Stored items
---
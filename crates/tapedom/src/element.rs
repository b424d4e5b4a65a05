//! Element handles: cheap, copyable references into a document's tape.

use std::fmt;
use std::sync::Arc;

use crate::document::Document;
use crate::tape::TapeNode;
use crate::{Error, Result};

/// The eight kinds of JSON value a tape position can hold.
#[derive(Debug, Clone, Copy, PartialEq, Eq)]
pub enum ElementType {
    /// A JSON object.
    Object,
    /// A JSON array.
    Array,
    /// A JSON string.
    String,
    /// An integer that fits `i64`.
    I64,
    /// An integer above `i64::MAX`, up to `u64::MAX`.
    U64,
    /// A double-precision float.
    F64,
    /// `true` or `false`.
    Bool,
    /// `null`.
    Null,
}

impl fmt::Display for ElementType {
    fn fmt(&self, f: &mut fmt::Formatter<'_>) -> fmt::Result {
        let name = match self {
            Self::Object => "object",
            Self::Array => "array",
            Self::String => "string",
            Self::I64 => "i64",
            Self::U64 => "u64",
            Self::F64 => "f64",
            Self::Bool => "bool",
            Self::Null => "null",
        };
        f.write_str(name)
    }
}

/// A reference to one value inside a parsed document.
///
/// An `Element` is a document handle plus a tape position; cloning one never
/// copies document data. Elements keep their document alive, so they can
/// always be probed safely, but every accessor first checks that the owning
/// parser has not moved on to another document and fails with
/// [`Error::Stale`] when it has.
#[derive(Clone)]
pub struct Element {
    doc: Arc<Document>,
    pos: usize,
}

impl Element {
    pub(crate) fn new(doc: Arc<Document>, pos: usize) -> Self {
        Self { doc, pos }
    }

    #[inline]
    pub(crate) fn doc(&self) -> &Arc<Document> {
        &self.doc
    }

    #[inline]
    pub(crate) fn pos(&self) -> usize {
        self.pos
    }

    #[inline]
    pub(crate) fn ensure_current(&self) -> Result<()> {
        self.doc.ensure_current()
    }

    /// The tag at this position, without a staleness check.
    pub(crate) fn tag(&self) -> ElementType {
        match *self.doc.node(self.pos) {
            TapeNode::Object { .. } => ElementType::Object,
            TapeNode::Array { .. } => ElementType::Array,
            TapeNode::String { .. } => ElementType::String,
            TapeNode::I64(_) => ElementType::I64,
            TapeNode::U64(_) => ElementType::U64,
            TapeNode::F64(_) => ElementType::F64,
            TapeNode::Bool(_) => ElementType::Bool,
            TapeNode::Null => ElementType::Null,
        }
    }

    /// Which of the eight JSON kinds this element is.
    pub fn element_type(&self) -> Result<ElementType> {
        self.ensure_current()?;
        Ok(self.tag())
    }

    /// The string payload, straight out of the tape's arena.
    pub fn as_str(&self) -> Result<&str> {
        self.ensure_current()?;
        match *self.doc.node(self.pos) {
            TapeNode::String { offset, len } => Ok(self.doc.str_at(offset, len)),
            _ => Err(self.type_error("string")),
        }
    }

    /// The value as a signed 64-bit integer.
    pub fn as_i64(&self) -> Result<i64> {
        self.ensure_current()?;
        match *self.doc.node(self.pos) {
            TapeNode::I64(v) => Ok(v),
            _ => Err(self.type_error("i64")),
        }
    }

    /// The value as an unsigned 64-bit integer.
    pub fn as_u64(&self) -> Result<u64> {
        self.ensure_current()?;
        match *self.doc.node(self.pos) {
            TapeNode::U64(v) => Ok(v),
            _ => Err(self.type_error("u64")),
        }
    }

    /// The value as a double.
    pub fn as_f64(&self) -> Result<f64> {
        self.ensure_current()?;
        match *self.doc.node(self.pos) {
            TapeNode::F64(v) => Ok(v),
            _ => Err(self.type_error("f64")),
        }
    }

    /// The value as a boolean.
    pub fn as_bool(&self) -> Result<bool> {
        self.ensure_current()?;
        match *self.doc.node(self.pos) {
            TapeNode::Bool(v) => Ok(v),
            _ => Err(self.type_error("bool")),
        }
    }

    /// Whether this element is JSON `null`.
    pub fn is_null(&self) -> Result<bool> {
        self.ensure_current()?;
        Ok(matches!(*self.doc.node(self.pos), TapeNode::Null))
    }

    fn type_error(&self, expected: &'static str) -> Error {
        Error::UnexpectedType {
            expected,
            found: self.tag(),
        }
    }
}

impl fmt::Debug for Element {
    fn fmt(&self, f: &mut fmt::Formatter<'_>) -> fmt::Result {
        f.debug_struct("Element")
            .field("pos", &self.pos)
            .field("type", &self.tag())
            .finish()
    }
}
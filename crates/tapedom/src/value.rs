//! Fully native JSON values.
//!
//! [`Value`] is what recursive materialization produces: every composite is a
//! real container, every scalar an owned Rust value. Object entries keep the
//! parse order of the document they came from.

use std::fmt;

use indexmap::IndexMap;

/// An order-preserving map from object keys to materialized values.
pub type Map = IndexMap<String, Value>;

/// A JSON value with nothing lazy left in it.
///
/// Integers keep the signed/unsigned split of the tape they were read from:
/// any integer that fits `i64` is [`Value::I64`]; only magnitudes above
/// `i64::MAX` become [`Value::U64`].
#[derive(Clone, Debug, PartialEq, Default)]
pub enum Value {
    /// `null`.
    #[default]
    Null,
    /// `true` or `false`.
    Bool(bool),
    /// A signed 64-bit integer.
    I64(i64),
    /// An unsigned 64-bit integer above `i64::MAX`.
    U64(u64),
    /// A double-precision float.
    F64(f64),
    /// A string.
    String(String),
    /// An array of materialized values.
    Array(Vec<Value>),
    /// An object of materialized values, in parse order.
    Object(Map),
}

impl Value {
    /// Returns `true` if the value is `null`.
    #[must_use]
    pub fn is_null(&self) -> bool {
        matches!(self, Self::Null)
    }

    /// The boolean payload, if this is a boolean.
    #[must_use]
    pub fn as_bool(&self) -> Option<bool> {
        match self {
            Self::Bool(b) => Some(*b),
            _ => None,
        }
    }

    /// The value as `i64`. `U64` values convert when they fit.
    #[must_use]
    pub fn as_i64(&self) -> Option<i64> {
        match self {
            Self::I64(v) => Some(*v),
            Self::U64(v) => i64::try_from(*v).ok(),
            _ => None,
        }
    }

    /// The value as `u64`. Non-negative `I64` values convert.
    #[must_use]
    pub fn as_u64(&self) -> Option<u64> {
        match self {
            Self::U64(v) => Some(*v),
            Self::I64(v) => u64::try_from(*v).ok(),
            _ => None,
        }
    }

    /// The float payload, if this is a float.
    #[must_use]
    pub fn as_f64(&self) -> Option<f64> {
        match self {
            Self::F64(v) => Some(*v),
            _ => None,
        }
    }

    /// The string payload, if this is a string.
    #[must_use]
    pub fn as_str(&self) -> Option<&str> {
        match self {
            Self::String(s) => Some(s),
            _ => None,
        }
    }

    /// The elements, if this is an array.
    #[must_use]
    pub fn as_array(&self) -> Option<&[Value]> {
        match self {
            Self::Array(values) => Some(values),
            _ => None,
        }
    }

    /// The entries, if this is an object.
    #[must_use]
    pub fn as_object(&self) -> Option<&Map> {
        match self {
            Self::Object(map) => Some(map),
            _ => None,
        }
    }

    /// Object member by key, `None` for absent keys and non-objects.
    #[must_use]
    pub fn get(&self, key: &str) -> Option<&Value> {
        self.as_object().and_then(|map| map.get(key))
    }

    /// Array element by index, `None` when out of range or not an array.
    #[must_use]
    pub fn get_index(&self, index: usize) -> Option<&Value> {
        self.as_array().and_then(|values| values.get(index))
    }
}

impl From<bool> for Value {
    fn from(v: bool) -> Self {
        Self::Bool(v)
    }
}

impl From<i64> for Value {
    fn from(v: i64) -> Self {
        Self::I64(v)
    }
}

impl From<u64> for Value {
    fn from(v: u64) -> Self {
        if let Ok(signed) = i64::try_from(v) {
            Self::I64(signed)
        } else {
            Self::U64(v)
        }
    }
}

impl From<f64> for Value {
    fn from(v: f64) -> Self {
        Self::F64(v)
    }
}

impl From<&str> for Value {
    fn from(v: &str) -> Self {
        Self::String(v.to_owned())
    }
}

impl From<String> for Value {
    fn from(v: String) -> Self {
        Self::String(v)
    }
}

impl From<Vec<Value>> for Value {
    fn from(v: Vec<Value>) -> Self {
        Self::Array(v)
    }
}

impl From<Map> for Value {
    fn from(v: Map) -> Self {
        Self::Object(v)
    }
}

impl From<serde_json::Value> for Value {
    fn from(value: serde_json::Value) -> Self {
        match value {
            serde_json::Value::Null => Self::Null,
            serde_json::Value::Bool(b) => Self::Bool(b),
            serde_json::Value::Number(n) => {
                if let Some(i) = n.as_i64() {
                    Self::I64(i)
                } else if let Some(u) = n.as_u64() {
                    Self::U64(u)
                } else {
                    Self::F64(n.as_f64().unwrap_or(f64::NAN))
                }
            }
            serde_json::Value::String(s) => Self::String(s),
            serde_json::Value::Array(values) => {
                Self::Array(values.into_iter().map(Value::from).collect())
            }
            serde_json::Value::Object(entries) => {
                let mut map = Map::with_capacity(entries.len());
                for (key, value) in entries {
                    map.insert(key, Value::from(value));
                }
                Self::Object(map)
            }
        }
    }
}

impl From<Value> for serde_json::Value {
    fn from(value: Value) -> Self {
        match value {
            Value::Null => Self::Null,
            Value::Bool(b) => Self::Bool(b),
            Value::I64(v) => Self::Number(v.into()),
            Value::U64(v) => Self::Number(v.into()),
            Value::F64(v) => serde_json::Number::from_f64(v).map_or(Self::Null, Self::Number),
            Value::String(s) => Self::String(s),
            Value::Array(values) => Self::Array(values.into_iter().map(Self::from).collect()),
            Value::Object(map) => {
                let mut entries = serde_json::Map::with_capacity(map.len());
                for (key, value) in map {
                    entries.insert(key, Self::from(value));
                }
                Self::Object(entries)
            }
        }
    }
}

fn write_escaped(s: &str, f: &mut fmt::Formatter<'_>) -> fmt::Result {
    f.write_str("\"")?;
    for c in s.chars() {
        match c {
            '"' => f.write_str("\\\"")?,
            '\\' => f.write_str("\\\\")?,
            c if c.is_ascii_control() => write!(f, "\\u{:04X}", c as u32)?,
            c => write!(f, "{c}")?,
        }
    }
    f.write_str("\"")
}

impl fmt::Display for Value {
    fn fmt(&self, f: &mut fmt::Formatter<'_>) -> fmt::Result {
        match self {
            Self::Null => f.write_str("null"),
            Self::Bool(b) => f.write_str(if *b { "true" } else { "false" }),
            Self::I64(v) => write!(f, "{v}"),
            Self::U64(v) => write!(f, "{v}"),
            Self::F64(v) => write!(f, "{v}"),
            Self::String(s) => write_escaped(s, f),
            Self::Array(values) => {
                f.write_str("[")?;
                for (i, value) in values.iter().enumerate() {
                    if i > 0 {
                        f.write_str(",")?;
                    }
                    write!(f, "{value}")?;
                }
                f.write_str("]")
            }
            Self::Object(map) => {
                f.write_str("{")?;
                for (i, (key, value)) in map.iter().enumerate() {
                    if i > 0 {
                        f.write_str(",")?;
                    }
                    write_escaped(key, f)?;
                    write!(f, ":{value}")?;
                }
                f.write_str("}")
            }
        }
    }
}
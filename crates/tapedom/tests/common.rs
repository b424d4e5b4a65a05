//! Helpers shared by the integration tests.

#![allow(dead_code, missing_docs)]

use tapedom::{Array, LazyValue, Object, Parser, Value};

/// Parses `json` with a fresh parser and returns the shallow root.
///
/// The parser is dropped on purpose: views keep their document alive, and
/// only *reusing* a parser invalidates them.
pub fn parse(json: &str) -> LazyValue {
    Parser::new()
        .parse(json.as_bytes())
        .expect("well-formed test document")
}

pub fn as_object(value: LazyValue) -> Object {
    match value {
        LazyValue::Object(object) => object,
        other => panic!("expected an object view, got {other:?}"),
    }
}

pub fn as_array(value: LazyValue) -> Array {
    match value {
        LazyValue::Array(array) => array,
        other => panic!("expected an array view, got {other:?}"),
    }
}

/// The same document parsed by the reference implementation, converted to
/// this crate's native value for deep-equality checks.
pub fn reference(json: &str) -> Value {
    let parsed: serde_json::Value = serde_json::from_str(json).expect("reference parse");
    Value::from(parsed)
}
#![no_main]

use libfuzzer_sys::fuzz_target;
use tapedom::{LazyValue, Parser};

// Arbitrary bytes must never panic the view layer, and a document that
// parses once must freeze to the same value it parses to recursively.
fuzz_target!(|data: &[u8]| {
    let mut parser = Parser::new();
    let Ok(root) = parser.parse(data) else {
        return;
    };

    match &root {
        LazyValue::Object(object) => {
            let _ = object.keys();
            let _ = object.values();
            let _ = object.at_pointer("/0");
            for pair in object {
                pair.expect("fresh views cannot be stale");
            }
        }
        LazyValue::Array(array) => {
            let _ = array.get(-1);
            let _ = array.slice(None, None, -1);
            for item in array {
                item.expect("fresh views cannot be stale");
            }
        }
        _ => {}
    }

    let frozen = root.to_value().expect("fresh views cannot be stale");
    let mut reparse = Parser::new();
    let direct = reparse
        .parse_recursive(data)
        .expect("input parsed once already");
    assert_eq!(frozen, direct);
});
---
WORK TO BE COMPLETED -> Report each line of the data in which "payload" occurs.

YOUR SOLUTION ->
    /// The string payload, straight out of the tape's arena.
    /// The boolean payload, if this is a boolean.
    /// The float payload, if this is a float.
    /// The string payload, if this is a string.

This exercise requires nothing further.